With the initial exhibition of the Mallee Routes project Atkins Photo Lab finishing at the end of November I interrupted the archive project I was working on to go on a photo roadtrip to Hopetoun to build up my archive for the next exhibition, which has been planned to take place in 2017. Two overcast days after a big storm provided me with an opportunity to spend several days in the Wimmera Mallee, initially working on the silo project around Murrayville whilst the cloud cover remained. I then linked up with Gilbert and Eric at Hopetoun to explore the north western mallee region of Victoria.
This was the first time on the project that we worked and camped together. We were on the cusp of the summer, and though we only experienced one very hot, dry day with a north westerly wind, the recent heavy spring rains meant that there was a lot of stagnant, standing water lying around the countryside. This meant that it was a good season for the mosquitoes, and we experienced plague proportions of them, which, in turn, made camping at Hopetoun rather difficult.

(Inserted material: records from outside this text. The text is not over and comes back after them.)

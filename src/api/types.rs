//! Wire types for the remote store API.

use chrono::{DateTime, Utc};
use serde::{Deserialize, Serialize};

use crate::classify::{classify, NormalRanges};
use crate::models::{Entry, Provenance, Reading};

/// One element of the `GET /soil` response array.
#[derive(Debug, Clone, Serialize, Deserialize)]
#[serde(rename_all = "camelCase")]
pub struct RawSoilEntry {
    #[serde(rename = "_id")]
    pub id: String,
    pub sensor_readings: Reading,
    pub created_at: DateTime<Utc>,
}

impl RawSoilEntry {
    /// Lift a wire row into a confirmed history entry, deriving its
    /// classification on the way in.
    pub fn into_entry(self, ranges: &NormalRanges) -> Entry {
        Entry {
            states: classify(ranges, &self.sensor_readings),
            id: self.id,
            created_at: self.created_at,
            sensor_readings: self.sensor_readings,
            provenance: Provenance::Confirmed,
        }
    }
}

#[cfg(test)]
mod tests {
    use super::*;
    use crate::models::RangeState;

    #[test]
    fn decodes_wire_row_and_classifies() {
        let json = r#"{
            "_id": "64f1c2ab9e8d3f0012ab34cd",
            "sensorReadings": { "ph": 5.5, "moisture": 40, "N": null, "P": null, "K": null },
            "createdAt": "2026-08-01T10:00:00Z"
        }"#;
        let raw: RawSoilEntry = serde_json::from_str(json).unwrap();
        let entry = raw.into_entry(&NormalRanges::default());

        assert_eq!(entry.id, "64f1c2ab9e8d3f0012ab34cd");
        assert_eq!(entry.provenance, Provenance::Confirmed);
        assert_eq!(entry.states.ph, RangeState::Low);
        assert_eq!(entry.states.moisture, RangeState::Normal);
        assert_eq!(entry.states.nitrogen, RangeState::Unknown);
    }

    #[test]
    fn tolerates_missing_reading_fields() {
        let json = r#"{
            "_id": "a",
            "sensorReadings": {},
            "createdAt": "2026-08-01T10:00:00Z"
        }"#;
        let raw: RawSoilEntry = serde_json::from_str(json).unwrap();
        assert!(!raw.sensor_readings.has_any_value());
    }
}
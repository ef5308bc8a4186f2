use serde::{Deserialize, Serialize};

/// The fixed set of soil parameters a sensor reports.
#[derive(Debug, Clone, Copy, Serialize, Deserialize, PartialEq, Eq, Hash)]
pub enum Parameter {
    Ph,
    Moisture,
    Nitrogen,
    Phosphorus,
    Potassium,
}

impl Parameter {
    pub const ALL: [Parameter; 5] = [
        Parameter::Ph,
        Parameter::Moisture,
        Parameter::Nitrogen,
        Parameter::Phosphorus,
        Parameter::Potassium,
    ];

    /// Wire/display key, matching the remote store's JSON field names.
    pub fn as_str(&self) -> &'static str {
        match self {
            Parameter::Ph => "ph",
            Parameter::Moisture => "moisture",
            Parameter::Nitrogen => "N",
            Parameter::Phosphorus => "P",
            Parameter::Potassium => "K",
        }
    }
}

/// One sensor reading. `None` means the parameter was not measured.
/// Immutable once created; classification is always derived from it.
#[derive(Debug, Clone, Default, Serialize, Deserialize, PartialEq)]
pub struct Reading {
    pub ph: Option<f64>,
    pub moisture: Option<f64>,
    #[serde(rename = "N")]
    pub nitrogen: Option<f64>,
    #[serde(rename = "P")]
    pub phosphorus: Option<f64>,
    #[serde(rename = "K")]
    pub potassium: Option<f64>,
}

impl Reading {
    pub fn value(&self, param: Parameter) -> Option<f64> {
        match param {
            Parameter::Ph => self.ph,
            Parameter::Moisture => self.moisture,
            Parameter::Nitrogen => self.nitrogen,
            Parameter::Phosphorus => self.phosphorus,
            Parameter::Potassium => self.potassium,
        }
    }

    /// True if at least one parameter carries a measured value.
    pub fn has_any_value(&self) -> bool {
        Parameter::ALL.iter().any(|p| self.value(*p).is_some())
    }
}
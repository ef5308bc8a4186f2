//! Conditional logging macros gated on a module-level `ENABLE_LOGS` flag.
//!
//! Each module using these defines its own flag:
//! ```rust
//! const ENABLE_LOGS: bool = true;
//! ```
//! then imports the macros from the crate root:
//! ```rust,ignore
//! use crate::{log_error, log_info};
//! ```

/// Conditional info logging; checks `ENABLE_LOGS` in the calling module.
#[macro_export]
macro_rules! log_info {
    ($($arg:tt)*) => {
        if ENABLE_LOGS {
            log::info!($($arg)*);
        }
    };
}

/// Conditional warn logging; checks `ENABLE_LOGS` in the calling module.
#[macro_export]
macro_rules! log_warn {
    ($($arg:tt)*) => {
        if ENABLE_LOGS {
            log::warn!($($arg)*);
        }
    };
}

/// Conditional error logging; checks `ENABLE_LOGS` in the calling module.
#[macro_export]
macro_rules! log_error {
    ($($arg:tt)*) => {
        if ENABLE_LOGS {
            log::error!($($arg)*);
        }
    };
}
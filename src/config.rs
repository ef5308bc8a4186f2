use std::{fs, path::Path};

use anyhow::{Context, Result};
use serde::{Deserialize, Serialize};
use tokio::time::Duration;

use crate::classify::NormalRanges;
use crate::poll::DEFAULT_POLL_INTERVAL_MS;

/// Deployment configuration for the dashboard core. Normal ranges live here so
/// they can be overridden per install without a rebuild.
#[derive(Debug, Clone, Serialize, Deserialize)]
#[serde(rename_all = "camelCase", default)]
pub struct DashboardConfig {
    pub base_url: String,
    pub poll_interval_ms: u64,
    pub normal_ranges: NormalRanges,
}

impl Default for DashboardConfig {
    fn default() -> Self {
        Self {
            base_url: "http://localhost:5000/api".to_string(),
            poll_interval_ms: DEFAULT_POLL_INTERVAL_MS,
            normal_ranges: NormalRanges::default(),
        }
    }
}

impl DashboardConfig {
    /// Load from a JSON file, falling back to defaults if the file is absent.
    pub fn load(path: &Path) -> Result<Self> {
        if !path.exists() {
            return Ok(Self::default());
        }
        let contents = fs::read_to_string(path)
            .with_context(|| format!("failed to read config from {}", path.display()))?;
        serde_json::from_str(&contents)
            .with_context(|| format!("invalid dashboard config in {}", path.display()))
    }

    pub fn poll_interval(&self) -> Duration {
        Duration::from_millis(self.poll_interval_ms)
    }
}

#[cfg(test)]
mod tests {
    use super::*;

    #[test]
    fn defaults_match_the_fixed_tables() {
        let config = DashboardConfig::default();
        assert_eq!(config.poll_interval_ms, 5000);
        assert_eq!(config.normal_ranges, NormalRanges::default());
    }

    #[test]
    fn partial_json_falls_back_per_field() {
        let config: DashboardConfig =
            serde_json::from_str(r#"{ "pollIntervalMs": 1000 }"#).unwrap();
        assert_eq!(config.poll_interval_ms, 1000);
        assert_eq!(config.base_url, DashboardConfig::default().base_url);
        assert_eq!(config.normal_ranges, NormalRanges::default());
    }
}
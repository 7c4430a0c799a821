//! # 进度条工具
//!
//! 封装 `indicatif` 提供统一的进度条样式。
//!
//! ## 依赖关系
//! - 被 `batch/workflow.rs` 使用
//! - 使用 `indicatif` crate

use indicatif::{ProgressBar, ProgressStyle};

/// 创建标准进度条
pub fn create_progress_bar(len: u64, message: &str) -> ProgressBar {
    let pb = ProgressBar::new(len);
    if let Ok(style) = ProgressStyle::with_template(
        "{spinner:.green} [{elapsed_precise}] [{bar:40.cyan/blue}] {pos}/{len} {msg}",
    ) {
        pb.set_style(style.progress_chars("#>-"));
    }
    pb.set_message(message.to_string());
    pb
}
//! # 数据模型模块
//!
//! 定义运行环境、站点配置和 MPI 资源布局。
//!
//! ## 依赖关系
//! - 被 `cli/`, `batch/` 和 `commands/` 使用
//! - 子模块: runner, resources

pub mod resources;
pub mod runner;

pub use resources::ResourceLayout;
pub use runner::{Runner, Scheduler};
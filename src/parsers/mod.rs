//! # 解析器模块
//!
//! 提供 Xcompact3d 输入文件 (Fortran namelist) 的修补工具。
//!
//! ## 依赖关系
//! - 被 `commands/` 模块使用
//! - 子模块: namelist

pub mod namelist;
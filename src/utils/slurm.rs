//! # Slurm 脚本生成工具
//!
//! 生成 sbatch 提交脚本。
//!
//! ## 依赖关系
//! - 被 `batch/workflow.rs` 使用
//! - 使用 `models/resources.rs`, `utils/environment.rs`

use crate::models::ResourceLayout;
use crate::utils::environment::EnvironmentOverrides;

use std::fmt::Write as _;
use std::path::Path;

/// Slurm 作业配置
pub struct SlurmConfig<'a> {
    pub job_name: &'a str,
    pub account: &'a str,
    pub time_limit: &'a str,
    pub layout: ResourceLayout,
    pub qos: Option<&'a str>,
    pub constraint: Option<&'a str>,
    pub environment: &'a EnvironmentOverrides,
}

/// 生成 sbatch 脚本内容
pub fn generate_sbatch_script(config: &SlurmConfig<'_>, workdir: &Path, app: &Path) -> String {
    let mut directives = String::new();
    let _ = writeln!(directives, "#SBATCH --job-name={}", config.job_name);
    let _ = writeln!(directives, "#SBATCH --account={}", config.account);
    let _ = writeln!(directives, "#SBATCH --nodes={}", config.layout.nodes());
    let _ = writeln!(
        directives,
        "#SBATCH --ntasks-per-node={}",
        config.layout.ranks_per_node()
    );
    let _ = writeln!(directives, "#SBATCH --time={}", config.time_limit);
    if let Some(qos) = config.qos {
        let _ = writeln!(directives, "#SBATCH --qos={}", qos);
    }
    if let Some(constraint) = config.constraint {
        let _ = writeln!(directives, "#SBATCH --constraint={}", constraint);
    }
    let _ = writeln!(directives, "#SBATCH --output=slurm_logs/%x-%j.out");
    let _ = write!(directives, "#SBATCH --error=slurm_logs/%x-%j.err");

    let exports = config
        .environment
        .iter()
        .map(|(name, value)| format!("export {}=\"{}\"", name, value))
        .collect::<Vec<_>>()
        .join("\n");

    let exec_cmd = format!(
        "srun -N {} -n {} --ntasks-per-node={} {}",
        config.layout.nodes(),
        config.layout.total_ranks(),
        config.layout.ranks_per_node(),
        app.display()
    );

    format!(
        r#"#!/bin/bash
{}

set -euo pipefail

{}

cd "{}"
echo "PWD=$(pwd)"
echo "Running: {}"
{}

echo "Timings:"
sacct -o JobID,Submit,Start,End,CPUTime,State -j $SLURM_JOBID
"#,
        directives,
        exports,
        workdir.display(),
        exec_cmd,
        exec_cmd,
    )
}

#[cfg(test)]
mod tests {
    use super::*;
    use crate::models::Runner;
    use crate::utils::environment::{compose, HostEnv};

    #[test]
    fn test_generic_script() {
        let env = EnvironmentOverrides::default();
        let config = SlurmConfig {
            job_name: "Simulation",
            account: "ABC123",
            time_limit: "00:15:00",
            layout: ResourceLayout::new(32, 2),
            qos: None,
            constraint: None,
            environment: &env,
        };
        let script = generate_sbatch_script(&config, Path::new("/tmp/run1"), Path::new("/opt/bin/xcompact3d"));

        assert!(script.starts_with("#!/bin/bash\n#SBATCH --job-name=Simulation\n"));
        assert!(script.contains("#SBATCH --account=ABC123\n"));
        assert!(script.contains("#SBATCH --nodes=2\n"));
        assert!(script.contains("#SBATCH --ntasks-per-node=32\n"));
        assert!(script.contains("#SBATCH --time=00:15:00\n"));
        assert!(!script.contains("--qos"));
        assert!(!script.contains("export "));
        assert!(script.contains("cd \"/tmp/run1\""));
        assert!(script.contains("\nsrun -N 2 -n 64 --ntasks-per-node=32 /opt/bin/xcompact3d\n"));
    }

    #[test]
    fn test_site_script() {
        let host = HostEnv::from_pairs([("PATH", "/usr/bin"), ("LD_LIBRARY_PATH", "/lib")]);
        let env = compose(true, Runner::Perlmutter, &host).unwrap();
        let config = SlurmConfig {
            job_name: "Simulation",
            account: "m1234",
            time_limit: "01:00:00",
            layout: ResourceLayout::new(128, 1),
            qos: Some("regular"),
            constraint: Some("cpu"),
            environment: &env,
        };
        let script = generate_sbatch_script(&config, Path::new("/scratch/run"), Path::new("xcompact3d"));

        assert!(script.contains("#SBATCH --qos=regular\n"));
        assert!(script.contains("#SBATCH --constraint=cpu\n"));
        assert!(script.contains(
            "export LD_LIBRARY_PATH=\"/global/homes/e/esuchyta/software/install/perlmutter/adios2-gcc/lib64:/lib\""
        ));
        assert!(script.contains(
            "export PATH=\"/global/homes/e/esuchyta/software/install/perlmutter/Incompact3d-gcc/bin:/usr/bin\""
        ));
    }
}
//! # 命令执行模块
//!
//! 检测运行环境 -> 构建并解析命令行 -> 执行提交。
//!
//! ## 依赖关系
//! - 被 `main.rs` 调用
//! - 使用 `cli/`, `models/`, `utils/`
//! - 子模块: submit

pub mod submit;

use crate::cli::{self, CliOptions};
use crate::error::Result;
use crate::models::runner;
use crate::utils::environment::HostEnv;

/// 执行命令
pub fn run() -> Result<()> {
    let host = HostEnv::capture();
    let runner = runner::detect(&host)?;

    // 参数错误由 clap 直接报告并退出
    let matches = cli::build_command(runner)?.get_matches();
    let opts = CliOptions::from_matches(&matches, runner)?;

    submit::execute(runner, opts, &host)
}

Though I’d seen the Hopetoun photos of Leanne Cole on the web the area around Hopetoun was new territory for me. This is wheat country in the form of agri-businesses–ie., corporate farming— with its agricultural history one of achieving and celebrating human mastery over an unruly nature. On this road trip the farmers were starting to harvest their crops; the grain silos were being worked on, the wheat trains were on the move and the trucks were coming and going carrying wheat from the individual farms to the various silos.
What was noticeable was how the depopulation of the countryside due to the small family farms being replaced by agri-businesses meant that the population of Hopetoun and nearby towns, such as Sea Lake and Woomelang, continued to drop, as part of the gradual decline in the economic and social wellbeing of the region. What was also noticeable was that Hopetoun had built a man made recreational lake (Lake Lascelles) with water from the Wimmera Mallee pipeline to help regenerate the town. However, though the lake attracted the grey nomad caravaners, these tourists were not spending any money in the town itself.
The consequence was that a lot of the older shops that existed in the Hopetoun of the 20th century were empty, and they looked as if they would remain empty and slowly decaying. The memories of past lives, distant loves, loved ones remembered, haunting traumas and dreadful deeds are still strong here, and this fabric of memory continues to help to bond the local community. It connects people to the shared experience of their world.
One of the conversations that the three of us whilst at Hopetoun was about our observations that in the art world there is an increasing tendency for art photography to focus on the art world itself–including the nature of photography— rather than the societal and environmental challenges that we currently face in Australia. The former photographers are the ones selected by a narrow art elite to be celebrated. This art elite wrongly sees a more popular photography as a dumbed-down photography. Photography can connect the living with the living and also the dead.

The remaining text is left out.